I found that there is one fixed point at $$\bigg( \frac a5, 1 + \frac{a^2}{25} \bigg)$$ which I found to be hyperbolic. The eigenvalues of this were $$\lambda_{\pm} = \frac{3 a^2 \pm \sqrt{(-3 a^2+5 a b+125)^2-4 (10 a^3 b+25 a^3+625 a)}-5 a b-125)}{2 (a^2+25)}$$
The question is:
For such a hyperbolic fixed point $\textbf x ^*$ to the IVP, determine conditions on $a$ and $b$ so that the fixed point $\textbf x ^*$ is unstable (here, for hyperbolic fixed points, this is equivalent to the dimension of $W_{loc}^u (\textbf x ^*)$ being greater than $0$)
What am I meant to do in this? Since they want it to be unstable, then that means it can't a saddle point but has to be a spiral right? So the chunk inside the sqrt should be negative. And the real parts should all be positive for an unstable spiral.
A fixed point of a planar system is stable if and only if both eigenvalues of the Jacobian of the system, evaluated at that point, have negative real part. So, the fixed point is unstable if at least one of the eigenvalues has positive real part.

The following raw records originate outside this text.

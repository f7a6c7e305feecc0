use crate::config::types::Settings;
use crate::config::validation::validate_settings;
use crate::ConfigError;
use std::path::Path;

/// Loads and validates a settings file from the given path
///
/// Every key is optional; missing keys keep their defaults.
///
/// # Example
///
/// ```no_run
/// use std::path::Path;
/// use trending_relay::config::load_settings;
///
/// let settings = load_settings(Path::new("trending.toml")).unwrap();
/// println!("Timeout: {}s", settings.http.timeout_secs);
/// ```
pub fn load_settings(path: &Path) -> Result<Settings, ConfigError> {
    let content = std::fs::read_to_string(path)?;
    let settings: Settings = toml::from_str(&content)?;
    validate_settings(&settings)?;
    Ok(settings)
}

/// Loads the settings file when one is given, otherwise returns the defaults
pub fn load_settings_or_default(path: Option<&Path>) -> Result<Settings, ConfigError> {
    match path {
        Some(path) => {
            tracing::info!("Loading settings from: {}", path.display());
            load_settings(path)
        }
        None => {
            let settings = Settings::default();
            validate_settings(&settings)?;
            Ok(settings)
        }
    }
}
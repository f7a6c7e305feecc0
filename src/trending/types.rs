use clap::ValueEnum;
use std::fmt;

/// Base URL used to build repository links
pub const GITHUB_BASE_URL: &str = "https://github.com";

/// Trending window reported by the leaderboard
#[derive(Debug, Clone, Copy, PartialEq, Eq, Hash, Default, ValueEnum)]
pub enum Period {
    #[default]
    Daily,
    Weekly,
    Monthly,
}

impl Period {
    /// Value of the `since` query parameter
    pub fn as_str(&self) -> &'static str {
        match self {
            Self::Daily => "daily",
            Self::Weekly => "weekly",
            Self::Monthly => "monthly",
        }
    }

    /// Human-readable label used in the card header
    pub fn label(&self) -> &'static str {
        match self {
            Self::Daily => "Daily",
            Self::Weekly => "Weekly",
            Self::Monthly => "Monthly",
        }
    }

    /// Trailing words of the star delta, e.g. "120 stars this week"
    pub fn delta_phrase(&self) -> &'static str {
        match self {
            Self::Daily => "today",
            Self::Weekly => "this week",
            Self::Monthly => "this month",
        }
    }
}

impl fmt::Display for Period {
    fn fmt(&self, f: &mut fmt::Formatter<'_>) -> fmt::Result {
        f.write_str(self.as_str())
    }
}

/// Parameters of a single leaderboard fetch
#[derive(Debug, Clone, PartialEq, Eq)]
pub struct FetchRequest {
    /// Language filter; `None` means all languages
    pub language: Option<String>,

    /// Trending window
    pub period: Period,

    /// Maximum number of entries shown on the card
    pub limit: usize,
}

impl FetchRequest {
    /// Creates a request, treating a blank language as "all languages"
    pub fn new(language: Option<String>, period: Period, limit: usize) -> Self {
        let language = language
            .map(|l| l.trim().to_string())
            .filter(|l| !l.is_empty());
        Self {
            language,
            period,
            limit,
        }
    }

    /// Lowercase language key used in source tags ("all" when unfiltered)
    pub fn language_key(&self) -> String {
        self.language
            .as_deref()
            .map(str::to_lowercase)
            .unwrap_or_else(|| "all".to_string())
    }

    /// Language as displayed to humans
    pub fn language_label(&self) -> &str {
        self.language.as_deref().unwrap_or("All Languages")
    }
}

/// A "Built by" avatar attached to a leaderboard row
#[derive(Debug, Clone, PartialEq, Eq)]
pub struct Contributor {
    pub login: String,
    pub avatar_url: String,
}

/// One ranked repository scraped from the trending page
#[derive(Debug, Clone, PartialEq, Eq)]
pub struct LeaderboardEntry {
    /// 1-based position in page order
    pub rank: u32,
    pub owner: String,
    pub name: String,
    pub description: Option<String>,
    pub language: Option<String>,
    pub total_stars: u64,
    /// Stars gained during the requested period, never above `total_stars`
    pub period_stars: u64,
    pub forks: u64,
    pub contributors: Vec<Contributor>,
}

impl LeaderboardEntry {
    /// Repository identifier in `owner/name` form
    pub fn full_name(&self) -> String {
        format!("{}/{}", self.owner, self.name)
    }

    pub fn url(&self) -> String {
        format!("{}/{}/{}", GITHUB_BASE_URL, self.owner, self.name)
    }
}

/// Ordered entries extracted from one leaderboard page
#[derive(Debug, Clone, Default, PartialEq, Eq)]
pub struct Leaderboard {
    entries: Vec<LeaderboardEntry>,
}

impl Leaderboard {
    pub fn new(entries: Vec<LeaderboardEntry>) -> Self {
        Self { entries }
    }

    pub fn iter(&self) -> std::slice::Iter<'_, LeaderboardEntry> {
        self.entries.iter()
    }

    pub fn entries(&self) -> &[LeaderboardEntry] {
        &self.entries
    }

    /// Returns the first `limit` entries, or all of them if fewer are present
    pub fn top(&self, limit: usize) -> &[LeaderboardEntry] {
        &self.entries[..limit.min(self.entries.len())]
    }

    pub fn len(&self) -> usize {
        self.entries.len()
    }

    pub fn is_empty(&self) -> bool {
        self.entries.is_empty()
    }
}

impl<'a> IntoIterator for &'a Leaderboard {
    type Item = &'a LeaderboardEntry;
    type IntoIter = std::slice::Iter<'a, LeaderboardEntry>;

    fn into_iter(self) -> Self::IntoIter {
        self.entries.iter()
    }
}
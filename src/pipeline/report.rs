//! Run outcome reporting
//!
//! Aggregates what each sink did during a run and maps the result onto the
//! process exit status.

use crate::feishu::SyncReport;

/// Exit status for runs that aborted before anything was delivered
pub const FATAL_EXIT_CODE: u8 = 1;

/// Exit status for runs where a sink failed in whole or in part
pub const PARTIAL_EXIT_CODE: u8 = 3;

/// Overall status of a completed run
#[derive(Debug, Clone, Copy, PartialEq, Eq)]
pub enum RunStatus {
    Success,
    Partial,
}

impl RunStatus {
    pub fn exit_code(&self) -> u8 {
        match self {
            Self::Success => 0,
            Self::Partial => PARTIAL_EXIT_CODE,
        }
    }

    pub fn as_str(&self) -> &'static str {
        match self {
            Self::Success => "success",
            Self::Partial => "partial",
        }
    }
}

/// What happened to the chat card
#[derive(Debug, Clone, PartialEq, Eq)]
pub enum SinkOutcome {
    Delivered,
    Skipped(String),
    Failed(String),
}

/// What happened to the table sync
#[derive(Debug, Clone, PartialEq, Eq)]
pub enum SyncOutcome {
    Synced(SyncReport),
    Skipped(String),
    Failed(String),
}

/// Summary of a run that got past fetch and extraction
#[derive(Debug, Clone, PartialEq, Eq)]
pub struct RunReport {
    /// Entries extracted from the page
    pub extracted: usize,

    /// Entries shown on the card
    pub delivered: usize,

    pub notify: SinkOutcome,
    pub sync: SyncOutcome,
}

impl RunReport {
    /// Report for a page that listed no repositories
    pub fn empty() -> Self {
        let reason = "no trending repositories".to_string();
        Self {
            extracted: 0,
            delivered: 0,
            notify: SinkOutcome::Skipped(reason.clone()),
            sync: SyncOutcome::Skipped(reason),
        }
    }

    /// Success only when no sink failed and every row was written
    pub fn status(&self) -> RunStatus {
        let notify_ok = !matches!(self.notify, SinkOutcome::Failed(_));
        let sync_ok = match &self.sync {
            SyncOutcome::Synced(report) => report.is_complete(),
            SyncOutcome::Skipped(_) => true,
            SyncOutcome::Failed(_) => false,
        };

        if notify_ok && sync_ok {
            RunStatus::Success
        } else {
            RunStatus::Partial
        }
    }
}

/// Prints the run report to stdout
pub fn print_report(report: &RunReport) {
    println!("=== Trending Relay Run ===\n");

    println!("Leaderboard:");
    println!("  Entries extracted: {}", report.extracted);
    println!("  Entries on card: {}", report.delivered);
    println!();

    println!("Webhook:");
    match &report.notify {
        SinkOutcome::Delivered => println!("  Card delivered"),
        SinkOutcome::Skipped(reason) => println!("  Skipped ({})", reason),
        SinkOutcome::Failed(error) => println!("  FAILED: {}", error),
    }
    println!();

    println!("Bitable:");
    match &report.sync {
        SyncOutcome::Synced(sync) => {
            println!("  Rows written: {}", sync.written());
            println!("    created: {}", sync.created);
            println!("    updated: {}", sync.updated);
            if !sync.failures.is_empty() {
                println!("  Rows failed ({}):", sync.failures.len());
                for failure in &sync.failures {
                    println!("    - {}: {}", failure.repo, failure.error);
                }
            }
        }
        SyncOutcome::Skipped(reason) => println!("  Skipped ({})", reason),
        SyncOutcome::Failed(error) => println!("  FAILED: {}", error),
    }
    println!();

    println!("Status: {}", report.status().as_str());
}
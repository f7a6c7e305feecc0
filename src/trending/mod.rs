//! Trending leaderboard retrieval
//!
//! This module contains the source side of the pipeline:
//! - Building the leaderboard URL and fetching the page
//! - Extracting ranked entries from the page markup
//! - The entry, request and period types shared with the sinks

mod fetcher;
mod parser;
mod types;

pub use fetcher::{build_http_client, build_trending_url, fetch_page, FetchError};
pub use parser::{extract_leaderboard, ExtractError};
pub use types::{Contributor, FetchRequest, Leaderboard, LeaderboardEntry, Period};

use reqwest::Client;
use url::Url;

/// Fetches and extracts the leaderboard for a request
///
/// Fetch and extraction failures are kept apart in the returned error: a
/// `FetchError` is usually transient, an `ExtractError` means the extractor
/// needs updating.
pub async fn fetch_leaderboard(
    client: &Client,
    base_url: &Url,
    request: &FetchRequest,
) -> Result<Leaderboard, crate::TrendingError> {
    let url = build_trending_url(base_url, request)?;
    tracing::info!("Fetching {}", url);

    let markup = fetch_page(client, &url).await?;
    let leaderboard = extract_leaderboard(&markup)?;

    tracing::info!("Extracted {} leaderboard entries", leaderboard.len());
    Ok(leaderboard)
}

For the eigenvalues of a $2\times 2$ matrix, there is a nice characterization of the sign of the real part of the eigenvalues in terms of the trace and determinant of the matrix. This is because the characteristic polynomial of such a matrix $A$ takes the form \begin{equation} \lambda^2 - \text{tr }A\,\lambda + \text{det }A. \end{equation} Everything you need to know about the eigenvalues, being roots of this characteristic equation, is given in this picture:
So, you see that the fixed point is unstable if $\text{det }A < 0$, or if $\text{tr }A > 0$. In your case, we have \begin{align} \text{tr }A &= \frac{3 a^2 -5 a b - 125}{25 + a^2},\\ \text{det }A &= \frac{25 a b}{25 + a^2}. \end{align} Since it is given that both $a$ and $b$ are positive, $\text{det }A > 0$. That means that the only way the fixed point can be unstable, is when \begin{equation} \text{tr }A = \frac{3 a^2 -5 a b - 125}{25 + a^2} < 0. \end{equation} I'm sure you will have no problems obtaining conditions on $a$ and $b$ from the above inequality.